With the main parking lot at Irwin cordoned off and full of snow, many of the offenders appear to be neighborhood residents who walk to the Weed Street park, according to Recreation Director Steve Benko.
“We have a carry in and carry out policy, and people understand that,” Benko said.
“A lot of people are walking out the gate down by Bayberry and Wahackme or Weed and Wahackme, and they don’t want to go back home with a pet’s waste bag. We’re asking people to pick up their pet’s waste and either find a garbage can at the park or throw it out at home.”
It’s been a problem in the past and it persists, officials say, though offenders risk a fine of $92 per instance.
One frequenter of Irwin Park, Katie Stewart, said she has seen used pet waste bags “dropped on the lawn and in all sorts of places.”
“Even trees, hung up in the trees,” said Stewart, who is an active member of the New Canaan Garden Club’s Irwin Park Committee.
Stewart suggested one way to resolve the problem is banning dogs for a period of time (one month, say) or else installing additional garbage cans—a move that would create more work for the town.
Asked what she would tell people who walk their dogs at Irwin, Stewart said: “It would help if you kindly pick up after your dog.”
Benko said he plans to buy more signs instructing Irwin visitors with dogs to clean up after their pets.
The Park and Recreation Commission on Wednesday night brought up the matter and decided to form a committee to focus on the problem, possibly partnering with the Garden Club and others.
“People are very upset about it, because these are our parks and they can’t believe people would let their dogs go in there and deposit and not pick it up—particularly when [Recreation Director] Steve and [Parks Superintendent] John [Howe] are making sure there are bags there,” Chairman Sally Campbell said.
She recommended an “education campaign” that would put the problem squarely in front of potential offenders “without being vigilantes.”
Commissioner Joan Guzzetti noted that police will accept a report from witnesses who snap photos of offending dog owners and issue tickets based on the strength of those reports—a method that came into play last year when the owners of Lakeview Cemetery banned dogs outright because of a similar problem.
Benko said at the meeting that New Canaan used to have more garbage cans placed around its parks, but when the town switched to a “carry in, carry out” policy several years ago, a smaller number of large dumpsters took their place in the parks.

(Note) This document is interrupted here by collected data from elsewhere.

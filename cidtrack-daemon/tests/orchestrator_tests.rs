//! End-to-end runs of the orchestrator against temporary log trees.

use std::io::Write;
use std::path::Path;
use std::time::Duration;

use clap::Parser;
use tokio::io::{AsyncBufReadExt, BufReader, DuplexStream};
use tokio::time::timeout;

use cidtrack_core::config::TrackerConfig;
use cidtrack_daemon::cli::Cli;
use cidtrack_daemon::orchestrator::{EXIT_OK, Orchestrator, SHUTDOWN_DEADLINE};
use cidtrack_daemon::settings::Settings;

const SETTLE: Duration = Duration::from_millis(300);
const V5: &str = "550e8400-e29b-51d4-a716-446655440000";

fn settings(dirs: &[&Path], extra: &[&str]) -> Settings {
    let sources: Vec<String> = dirs
        .iter()
        .map(|d| format!(r#"{{"path": {:?}}}"#, d.display().to_string()))
        .collect();
    let config = TrackerConfig::parse(&format!(
        r#"{{"log_sources": [{}], "watch_interval": "20ms"}}"#,
        sources.join(",")
    ))
    .unwrap();

    let mut argv = vec!["cidtrack"];
    argv.extend_from_slice(extra);
    Settings::resolve(config, &Cli::parse_from(argv)).unwrap()
}

fn append(path: &Path, text: &str) {
    let mut file = std::fs::OpenOptions::new()
        .create(true)
        .append(true)
        .open(path)
        .unwrap();
    file.write_all(text.as_bytes()).unwrap();
    file.flush().unwrap();
}

async fn next_line(reader: &mut BufReader<DuplexStream>) -> String {
    let mut line = String::new();
    timeout(Duration::from_secs(5), reader.read_line(&mut line))
        .await
        .expect("timed out waiting for output")
        .unwrap();
    line
}

#[tokio::test]
async fn streams_json_records_and_stops_cleanly() {
    let dir = tempfile::tempdir().unwrap();
    let log = dir.path().join("app.log");
    append(&log, "old CID[0] line\n");

    let orchestrator = Orchestrator::build(settings(&[dir.path()], &[])).unwrap();
    let cancel = orchestrator.cancellation_token();
    let (writer, reader) = tokio::io::duplex(64 * 1024);
    let run = tokio::spawn(orchestrator.run(writer));
    tokio::time::sleep(SETTLE).await;

    append(&log, &format!("INFO CID[{V5}] request done\n"));

    let mut reader = BufReader::new(reader);
    let line = next_line(&mut reader).await;
    let value: serde_json::Value = serde_json::from_str(&line).unwrap();
    assert_eq!(value["cid"], V5);
    assert_eq!(value["uuid"], V5);
    assert_eq!(value["is_valid"], true);
    assert!(value["log_file"].as_str().unwrap().ends_with("app.log"));

    cancel.cancel();
    let summary = timeout(Duration::from_secs(5), run)
        .await
        .unwrap()
        .unwrap()
        .unwrap();
    assert_eq!(summary.exit_code(), EXIT_OK);
    assert_eq!(summary.records_written, 1);
}

#[tokio::test]
async fn structured_output_from_two_sources() {
    let first = tempfile::tempdir().unwrap();
    let second = tempfile::tempdir().unwrap();

    let orchestrator = Orchestrator::build(settings(
        &[first.path(), second.path()],
        &["--output", "structured"],
    ))
    .unwrap();
    assert_eq!(orchestrator.pipelines().len(), 2);

    let cancel = orchestrator.cancellation_token();
    let (writer, reader) = tokio::io::duplex(64 * 1024);
    let run = tokio::spawn(orchestrator.run(writer));
    tokio::time::sleep(SETTLE).await;

    append(&first.path().join("one.log"), "CID[alpha]\n");
    let mut reader = BufReader::new(reader);
    let line = next_line(&mut reader).await;
    assert!(line.contains("CID:alpha FILE:one.log"), "{line}");

    append(&second.path().join("two.log"), "CID[beta]\n");
    let line = next_line(&mut reader).await;
    assert!(line.contains("CID:beta FILE:two.log"), "{line}");

    cancel.cancel();
    let summary = run.await.unwrap().unwrap();
    assert_eq!(summary.exit_code(), EXIT_OK);
}

#[tokio::test]
async fn missing_directory_fails_startup() {
    let dir = tempfile::tempdir().unwrap();
    let missing = dir.path().join("gone");

    let orchestrator = Orchestrator::build(settings(&[dir.path(), &missing], &[])).unwrap();
    let (writer, _reader) = tokio::io::duplex(1024);

    let err = orchestrator.run(writer).await.unwrap_err();
    assert!(err.to_string().contains("gone"), "{err}");
}

#[tokio::test]
async fn closed_output_shuts_down_with_failure() {
    let dir = tempfile::tempdir().unwrap();
    let log = dir.path().join("app.log");

    let orchestrator = Orchestrator::build(settings(&[dir.path()], &[])).unwrap();
    let (writer, reader) = tokio::io::duplex(64);
    drop(reader);
    let run = tokio::spawn(orchestrator.run(writer));
    tokio::time::sleep(SETTLE).await;

    append(&log, &format!("CID[{V5}]\n"));

    let summary = timeout(Duration::from_secs(5), run)
        .await
        .unwrap()
        .unwrap()
        .unwrap();
    assert_ne!(summary.exit_code(), EXIT_OK);
}

#[tokio::test]
async fn shutdown_of_many_sources_with_stuck_output_meets_one_deadline() {
    let dirs: Vec<_> = (0..4).map(|_| tempfile::tempdir().unwrap()).collect();
    let paths: Vec<&Path> = dirs.iter().map(|d| d.path()).collect();

    let orchestrator =
        Orchestrator::build(settings(&paths, &["--buffer-size", "2"])).unwrap();
    let cancel = orchestrator.cancellation_token();
    // nobody reads this side, so the sink stalls once it is full
    let (writer, _reader) = tokio::io::duplex(64);
    let run = tokio::spawn(orchestrator.run(writer));
    tokio::time::sleep(SETTLE).await;

    for dir in &paths {
        let lines: String = (0..50).map(|i| format!("CID[req-{i}]\n")).collect();
        append(&dir.join("busy.log"), &lines);
    }
    tokio::time::sleep(SETTLE).await;

    let started = std::time::Instant::now();
    cancel.cancel();
    let summary = timeout(Duration::from_secs(10), run)
        .await
        .unwrap()
        .unwrap()
        .unwrap();
    let elapsed = started.elapsed();

    assert!(
        elapsed < SHUTDOWN_DEADLINE + Duration::from_millis(750),
        "shutdown took {elapsed:?}"
    );
    assert_eq!(summary.exit_code(), EXIT_OK);
}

Commissioner Jason Milligan said offenders likely won’t be swayed by signs because they know they’re in the wrong already, and asked how many tickets were issued on a regular basis for not picking up after a dog. The most effective method, he said, may be to ask local news outlets willing to publish the names of those incurring infraction summonses to do so in these cases.

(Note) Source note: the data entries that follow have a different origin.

//! Effective runtime settings.
//!
//! Precedence, lowest first: built-in defaults, config file, `CIDTRACK_*`
//! environment variables, command-line flags.

use anyhow::Result;

use cidtrack_core::config::{LogSource, TrackerConfig};
use cidtrack_pipeline::{PipelineConfig, PipelineConfigBuilder};

use crate::cli::Cli;
use crate::logging::{LogFormat, effective_level};
use crate::output::OutputFormat;

#[derive(Debug, Clone)]
pub struct Settings {
    /// One entry per active source, deduplicated by directory.
    pub pipelines: Vec<PipelineConfig>,
    pub output: OutputFormat,
    /// Capacity of the shared record channel.
    pub output_capacity: usize,
    pub log_level: String,
    pub log_format: LogFormat,
}

impl Settings {
    /// Load the config file named by `--config` (or the defaults), then
    /// apply the command line.
    pub async fn load(cli: &Cli) -> Result<Self> {
        let tracker = match &cli.config {
            Some(path) => TrackerConfig::load(path)
                .await
                .map_err(|e| anyhow::anyhow!("failed to load {}: {}", path.display(), e))?,
            None => {
                let mut config = TrackerConfig::default();
                config.apply_env_overrides();
                config
                    .validate()
                    .map_err(|e| anyhow::anyhow!("invalid environment override: {}", e))?;
                config
            }
        };
        Self::resolve(tracker, cli)
    }

    /// Apply command-line overrides to an already loaded configuration.
    pub fn resolve(mut tracker: TrackerConfig, cli: &Cli) -> Result<Self> {
        if let Some(path) = &cli.log_path {
            let path = path.display().to_string();
            match tracker.log_sources.iter_mut().find(|s| s.active) {
                Some(source) => source.path = path,
                None => tracker.log_sources.insert(
                    0,
                    LogSource {
                        path,
                        ..LogSource::default()
                    },
                ),
            }
        }

        if let Some(size) = cli.buffer_size {
            if size == 0 {
                anyhow::bail!("--buffer-size must be greater than 0");
            }
            tracker.buffer_size = i64::try_from(size).unwrap_or(i64::MAX);
        }

        if let Some(interval) = cli.poll_interval {
            if interval.is_zero() {
                anyhow::bail!("--poll-interval must be greater than 0");
            }
            tracker.watch_interval = interval;
        }

        let output = match cli.output {
            Some(format) => format,
            None => tracker.output_format.parse()?,
        };
        tracker.output_format = output.as_str().to_owned();

        tracker
            .validate()
            .map_err(|e| anyhow::anyhow!("invalid configuration: {}", e))?;

        let mut pipelines: Vec<PipelineConfig> = Vec::new();
        for source in tracker.log_sources.iter().filter(|s| s.active) {
            let mut config = PipelineConfig::for_source(&tracker, source);
            if let Some(suffix) = &cli.suffix {
                config.suffix.clone_from(suffix);
            }
            if pipelines.iter().any(|p| p.log_dir == config.log_dir) {
                tracing::warn!(path = %config.log_dir.display(), "duplicate log source ignored");
                continue;
            }
            let config = PipelineConfigBuilder::from_config(config).build().map_err(|e| {
                anyhow::anyhow!("invalid settings for source '{}': {}", source.name, e)
            })?;
            pipelines.push(config);
        }

        if pipelines.is_empty() {
            anyhow::bail!("no active log source configured");
        }

        Ok(Self {
            pipelines,
            output,
            output_capacity: tracker.channel_capacity(),
            log_level: effective_level(cli.verbose, &tracker.log_level).to_owned(),
            log_format: cli.log_format,
        })
    }
}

It’s not only Irwin Park, unfortunately. I was cross-country skiing on the Waveny Park trails this week, and I had to avoid many piles of dog waste in my travels.
I walked my dog at the Nature Center today and it is just as bad there- literally could not risk taking eyes off ground. Kids from the preschool are playing on those paths all the time. We are lucky to have these beautiful places to walk our dogs and need to be respectful.